The congregation of social service agencies and single-room occupancy housing in Skid Row is here by design — part of a “containment” policy instituted by Los Angeles in the 1970s. The wisdom and motives of that policy can be endlessly debated and critiqued; nevertheless, it undoubtedly contributed to the continuity of Skid Row as a neighborhood.

It’s a patchwork scene — Black, Mexican, Cuban, artist and hustle cultures are deeply established, with large numbers of migrant families from Venezuela, Colombia, Peru and Ecuador adding a new dynamic. In the last year or so, Skid Row’s Towne Avenue on a Saturday might as well be Bogotá or Caracas, filled with the smell of frying arepas and the bouncy, gleeful sounds of cumbia music.

On the street, where people shelter without walls, community is built. My neighbors, who come from vastly different personal and experiential backgrounds, don’t just coexist, they rely on each other for logistical and emotional support, and — in a city with a dearth of public spaces, where isolation is an increasing problem — actually socialize.

Skid Row, unlike a lot of L.A., is a place where people convene organically. Sometimes that happens in planned get-togethers or meetings but more often casually and spontaneously, amid daily tasks and errands, in the kind of happenstance interactions that have formed the fabric of human societies for thousands of years.

In our community, people spend less time in cars and on screens, which means more time on foot, face-to-face, fully present in their surroundings. Neighbors prepare hot Cup O’ Noodles soup for each other when they are sick, and in the case of the families on Towne Avenue, watch each others’ kids. During sanitation sweeps, younger, able-bodied community members help the elderly and mobility-challenged move their tents and belongings. I’ve seen folks give the literal shirt off their back to someone in need.

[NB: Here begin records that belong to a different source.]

// Copyright 2024 OctoFHIR Team
//
// Licensed under the Apache License, Version 2.0 (the "License");
// you may not use this file except in compliance with the License.
// You may obtain a copy of the License at
//
//     http://www.apache.org/licenses/LICENSE-2.0
//
// Unless required by applicable law or agreed to in writing, software
// distributed under the License is distributed on an "AS IS" BASIS,
// WITHOUT WARRANTIES OR CONDITIONS OF ANY KIND, either express or implied.
// See the License for the specific language governing permissions and
// limitations under the License.

//! Transaction mapping against the purchase order fixture

use octofhir_x12::{QueryEngine, TransactionMap, X12Parser};
use pretty_assertions::assert_eq;
use serde_json::Value;

mod utils;
use utils::*;

#[test]
fn test_map_transaction() {
    let interchange = X12Parser::new().parse_interchange(PO_850).unwrap();
    let transaction = &interchange.groups[0].transactions[0];

    let map = TransactionMap::from_json(PO_850_MAP).unwrap();
    let object = map.to_object(&QueryEngine::new(), transaction).unwrap();

    let expected: Value = serde_json::from_str(PO_850_MAP_RESULT).unwrap();
    assert_eq!(object, expected);
}

#[test]
fn test_map_keeps_schema_key_order() {
    let interchange = X12Parser::new().parse_interchange(PO_850).unwrap();
    let transaction = &interchange.groups[0].transactions[0];

    let map = TransactionMap::from_json(PO_850_MAP).unwrap();
    let object = map.to_object(&QueryEngine::new(), transaction).unwrap();
    let keys: Vec<&str> = object
        .as_object()
        .unwrap()
        .keys()
        .map(String::as_str)
        .collect();
    assert_eq!(keys, vec!["header", "lineItems", "totals", "carrier", "version"]);
}

#[test]
fn test_map_each_transaction_of_a_document() {
    let text = format!("{PO_850}{PO_850_LF}");
    let document = X12Parser::strict().parse(text.as_str()).unwrap();
    let map = TransactionMap::from_json(r#"{ "po": "BEG03", "lines": "CTT01" }"#).unwrap();
    let engine = QueryEngine::new();

    let objects: Vec<Value> = document
        .interchanges
        .iter()
        .flat_map(|i| i.transactions())
        .map(|t| map.to_object(&engine, t).unwrap())
        .collect();
    assert_eq!(objects.len(), 2);
    assert_eq!(objects[0], objects[1]);
    assert_eq!(objects[0]["po"], "4500012345");
}
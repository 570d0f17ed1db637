// Copyright 2024 OctoFHIR Team
//
// Licensed under the Apache License, Version 2.0 (the "License");
// you may not use this file except in compliance with the License.
// You may obtain a copy of the License at
//
//     http://www.apache.org/licenses/LICENSE-2.0
//
// Unless required by applicable law or agreed to in writing, software
// distributed under the License is distributed on an "AS IS" BASIS,
// WITHOUT WARRANTIES OR CONDITIONS OF ANY KIND, either express or implied.
// See the License for the specific language governing permissions and
// limitations under the License.

//! Envelope hierarchy: interchange, functional group and transaction set
//!
//! Each envelope owns its header segment, its children in document order and,
//! when one was present in the source, its trailer segment. Trailers are
//! optional because non-strict parsing closes envelopes implicitly.

use super::segment::Segment;
use crate::config::{Delimiters, SerializationOptions, X12Options};
use serde::Serialize;

/// A transaction set bounded by `ST`/`SE`
#[derive(Debug, Clone, PartialEq, Eq, Serialize)]
pub struct Transaction {
    /// `ST` segment
    pub header: Segment,
    /// Body segments in document order
    pub segments: Vec<Segment>,
    /// `SE` segment
    pub trailer: Option<Segment>,
}

impl Transaction {
    /// Create a transaction with no body and no trailer
    pub fn new(header: Segment) -> Self {
        Self {
            header,
            segments: Vec::new(),
            trailer: None,
        }
    }

    /// Transaction set identifier (`ST01`)
    pub fn set_identifier(&self) -> &str {
        self.header.value_of(1, "")
    }

    /// Control number (`ST02`)
    pub fn control_number(&self) -> &str {
        self.header.value_of(2, "")
    }

    /// Segment count as declared in `SE01`: body plus `ST` and `SE`
    pub fn segment_count(&self) -> usize {
        self.segments.len() + 2
    }

    /// Every segment in document order, envelope segments included
    pub fn all_segments(&self) -> impl Iterator<Item = &Segment> + '_ {
        std::iter::once(&self.header)
            .chain(self.segments.iter())
            .chain(self.trailer.iter())
    }

    /// Serialize as EDI text
    pub fn to_edi(&self, options: &SerializationOptions) -> String {
        let mut out = String::new();
        self.write_edi(&mut out, options);
        out
    }

    pub(crate) fn write_edi(&self, out: &mut String, options: &SerializationOptions) {
        for segment in self.all_segments() {
            segment.write_edi(out, options);
        }
    }
}

/// A functional group bounded by `GS`/`GE`
#[derive(Debug, Clone, PartialEq, Eq, Serialize)]
pub struct FunctionalGroup {
    /// `GS` segment
    pub header: Segment,
    /// Transactions in document order
    pub transactions: Vec<Transaction>,
    /// `GE` segment
    pub trailer: Option<Segment>,
}

impl FunctionalGroup {
    /// Create a group with no transactions and no trailer
    pub fn new(header: Segment) -> Self {
        Self {
            header,
            transactions: Vec::new(),
            trailer: None,
        }
    }

    /// Group control number (`GS06`)
    pub fn control_number(&self) -> &str {
        self.header.value_of(6, "")
    }

    /// Every segment in document order
    pub fn all_segments(&self) -> impl Iterator<Item = &Segment> + '_ {
        std::iter::once(&self.header)
            .chain(self.transactions.iter().flat_map(|t| t.all_segments()))
            .chain(self.trailer.iter())
    }

    /// Serialize as EDI text
    pub fn to_edi(&self, options: &SerializationOptions) -> String {
        let mut out = String::new();
        self.write_edi(&mut out, options);
        out
    }

    pub(crate) fn write_edi(&self, out: &mut String, options: &SerializationOptions) {
        for segment in self.all_segments() {
            segment.write_edi(out, options);
        }
    }
}

/// An interchange bounded by `ISA`/`IEA`
#[derive(Debug, Clone, PartialEq, Eq, Serialize)]
pub struct Interchange {
    /// `ISA` segment
    pub header: Segment,
    /// Functional groups in document order
    pub groups: Vec<FunctionalGroup>,
    /// `IEA` segment
    pub trailer: Option<Segment>,
    /// Delimiters discovered from the `ISA` segment
    pub delimiters: Delimiters,
}

impl Interchange {
    /// Create an interchange with no groups and no trailer
    pub fn new(header: Segment, delimiters: Delimiters) -> Self {
        Self {
            header,
            groups: Vec::new(),
            trailer: None,
            delimiters,
        }
    }

    /// Interchange control number (`ISA13`)
    pub fn control_number(&self) -> &str {
        self.header.value_of(13, "")
    }

    /// Every transaction across all groups
    pub fn transactions(&self) -> impl Iterator<Item = &Transaction> + '_ {
        self.groups.iter().flat_map(|g| g.transactions.iter())
    }

    /// Every segment in document order
    pub fn all_segments(&self) -> impl Iterator<Item = &Segment> + '_ {
        std::iter::once(&self.header)
            .chain(self.groups.iter().flat_map(|g| g.all_segments()))
            .chain(self.trailer.iter())
    }

    /// Serialize as EDI text
    pub fn to_edi(&self, options: &SerializationOptions) -> String {
        let mut out = String::new();
        self.write_edi(&mut out, options);
        out
    }

    pub(crate) fn write_edi(&self, out: &mut String, options: &SerializationOptions) {
        for segment in self.all_segments() {
            segment.write_edi(out, options);
        }
    }
}

/// A parsed document: one or more concatenated interchanges
#[derive(Debug, Clone, Default, PartialEq, Eq, Serialize)]
pub struct Document {
    /// Interchanges in document order
    pub interchanges: Vec<Interchange>,
}

impl Document {
    /// Create a document from interchanges
    pub fn new(interchanges: Vec<Interchange>) -> Self {
        Self { interchanges }
    }

    /// First interchange
    pub fn first(&self) -> Option<&Interchange> {
        self.interchanges.first()
    }

    /// Number of interchanges
    pub fn len(&self) -> usize {
        self.interchanges.len()
    }

    /// Check if the document holds no interchange
    pub fn is_empty(&self) -> bool {
        self.interchanges.is_empty()
    }

    /// Every segment in document order
    pub fn all_segments(&self) -> impl Iterator<Item = &Segment> + '_ {
        self.interchanges.iter().flat_map(|i| i.all_segments())
    }

    /// Serialize every interchange with its own delimiters
    pub fn to_edi(&self, options: &X12Options) -> String {
        let mut out = String::new();
        for interchange in &self.interchanges {
            interchange.write_edi(&mut out, &options.serialization(interchange.delimiters));
        }
        out
    }
}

When I first arrived in Skid Row five years ago, my neighbor “RePete,” now passed, would of his own volition watch my van at night to ensure I was safe while I slept. I’ve stepped between friends and conflict, and had others do the same with me. Indeed, the experiences you have with people here are often searing. Death happens too often. Everyone knows that at some point, they’ll need someone to have their back. And in a community undergirded by trauma and hard times, we may be better at seeing others’ humanity, beyond their character flaws and past mistakes.

Perhaps that explains why many long-time Skid Row residents who obtain interim housing also maintain a tent on the street. It’s where they hang out. It’s where their friends are, where they feel genuinely welcome, cared for.

It’s also not uncommon for folks to leave their interim housing placements and return to the streets full time. They find that a hotel or transitional facility bed is too lonely, too disconnected. The network they’ve leaned on for navigating difficulties and celebrating successes is suddenly too far away, practically inaccessible.

This concept of Skid Row — as an active community and network of care — is largely absent from policy-making discussions about resolving homelessness in Los Angeles. In fact, for those who want to eradicate Skid Row and sweep the city clean of tents, it’s an altogether inconvenient idea.

Of course, Skid Row is a complex place. It would be unwise to romanticize it or disregard its dangers. Nonetheless, if we are to meaningfully and effectively address the unhoused population of Los Angeles, the authenticity and staying power of the neighborhood should not be ignored but rather protected.

For all that it lacks, Skid Row is heartwarming as well as heartbreaking. It gets some things right that other neighborhoods seem to have forgotten. We would be smart to try to learn from those facets rather than stifle them.

Amelia Rayno is co-executive director of Blue Hollywood Street Sanctuary, an outdoor, sidewalk-based community resource center. She lives in her van in Skid Row.